-- EXCERPTED DATA follows --

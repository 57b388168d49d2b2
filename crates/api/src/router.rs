//! HTTP surface of the school backend.
//!
//! The binary and the integration tests both go through
//! [`build_app_router`], so tests exercise the same middleware as production.
//! Justification attachments have no static mount; they are only reachable
//! through the authenticated `/api/v1/justifications/{attendance_id}/file`
//! handler.

use std::time::Duration;

use axum::http::header::{AUTHORIZATION, CONTENT_TYPE};
use axum::http::{HeaderName, Method, StatusCode, Uri};
use axum::response::IntoResponse;
use axum::{Json, Router};
use serde_json::json;
use tower_http::catch_panic::CatchPanicLayer;
use tower_http::cors::CorsLayer;
use tower_http::request_id::{MakeRequestUuid, PropagateRequestIdLayer, SetRequestIdLayer};
use tower_http::timeout::TimeoutLayer;
use tower_http::trace::{DefaultMakeSpan, DefaultOnResponse, TraceLayer};
use tracing::Level;

use crate::config::ServerConfig;
use crate::routes;
use crate::state::AppState;

/// Prefix of every versioned endpoint. `/health` sits outside it.
pub const API_PREFIX: &str = "/api/v1";

/// Header carrying the per-request correlation id.
pub const REQUEST_ID_HEADER: &str = "x-request-id";

/// Preflight responses may be cached by browsers for this long.
const CORS_MAX_AGE: Duration = Duration::from_secs(60 * 60);

/// Assemble routes and middleware into the application [`Router`].
pub fn build_app_router(state: AppState, config: &ServerConfig) -> Router {
    let routes = Router::new()
        .merge(routes::health::router())
        .nest(API_PREFIX, routes::api_routes())
        .fallback(route_not_found);

    with_middleware(routes, config).with_state(state)
}

/// Wrap `routes` in the middleware stack.
///
/// Outermost first, a request meets: CORS, request id assignment, tracing
/// (the span sees the id), id propagation onto the response, the timeout,
/// then panic recovery closest to the handlers.
fn with_middleware(routes: Router<AppState>, config: &ServerConfig) -> Router<AppState> {
    let request_id = HeaderName::from_static(REQUEST_ID_HEADER);
    let timeout = Duration::from_secs(config.request_timeout_secs);

    routes
        .layer(CatchPanicLayer::new())
        .layer(TimeoutLayer::with_status_code(StatusCode::REQUEST_TIMEOUT, timeout))
        .layer(PropagateRequestIdLayer::new(request_id.clone()))
        .layer(
            TraceLayer::new_for_http()
                .make_span_with(DefaultMakeSpan::new().level(Level::INFO))
                .on_response(DefaultOnResponse::new().level(Level::INFO)),
        )
        .layer(SetRequestIdLayer::new(request_id, MakeRequestUuid))
        .layer(build_cors_layer(config))
}

/// Unknown paths answer with the same `{error, code}` body as handler errors.
async fn route_not_found(uri: Uri) -> impl IntoResponse {
    (
        StatusCode::NOT_FOUND,
        Json(json!({
            "error": format!("No route for {}", uri.path()),
            "code": "NOT_FOUND",
        })),
    )
}

/// CORS policy from `CORS_ORIGINS`.
///
/// `*` (the default) allows any origin without credentials. An explicit list
/// allows credentials for those origins only, and exposes the request id so
/// browser clients can report it. Panics at startup on an origin that is not
/// a valid header value.
pub fn build_cors_layer(config: &ServerConfig) -> CorsLayer {
    if config.cors_allows_any() {
        return CorsLayer::permissive().max_age(CORS_MAX_AGE);
    }

    let origins: Vec<_> = config
        .cors_origins
        .iter()
        .map(|o| {
            o.parse()
                .unwrap_or_else(|e| panic!("Invalid CORS origin '{o}': {e}"))
        })
        .collect();

    CorsLayer::new()
        .allow_origin(origins)
        .allow_methods([Method::GET, Method::POST, Method::OPTIONS])
        .allow_headers([CONTENT_TYPE, AUTHORIZATION])
        .expose_headers([HeaderName::from_static(REQUEST_ID_HEADER)])
        .allow_credentials(true)
        .max_age(CORS_MAX_AGE)
}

-- EXCERPTED DATA concluded --

• [EXERCISE BRIEF]
Out of the preceding entries, pull each line that contains the word "tracing".

• [ANSWER TO THIS EXERCISE]
use tracing::Level;
/// Outermost first, a request meets: CORS, request id assignment, tracing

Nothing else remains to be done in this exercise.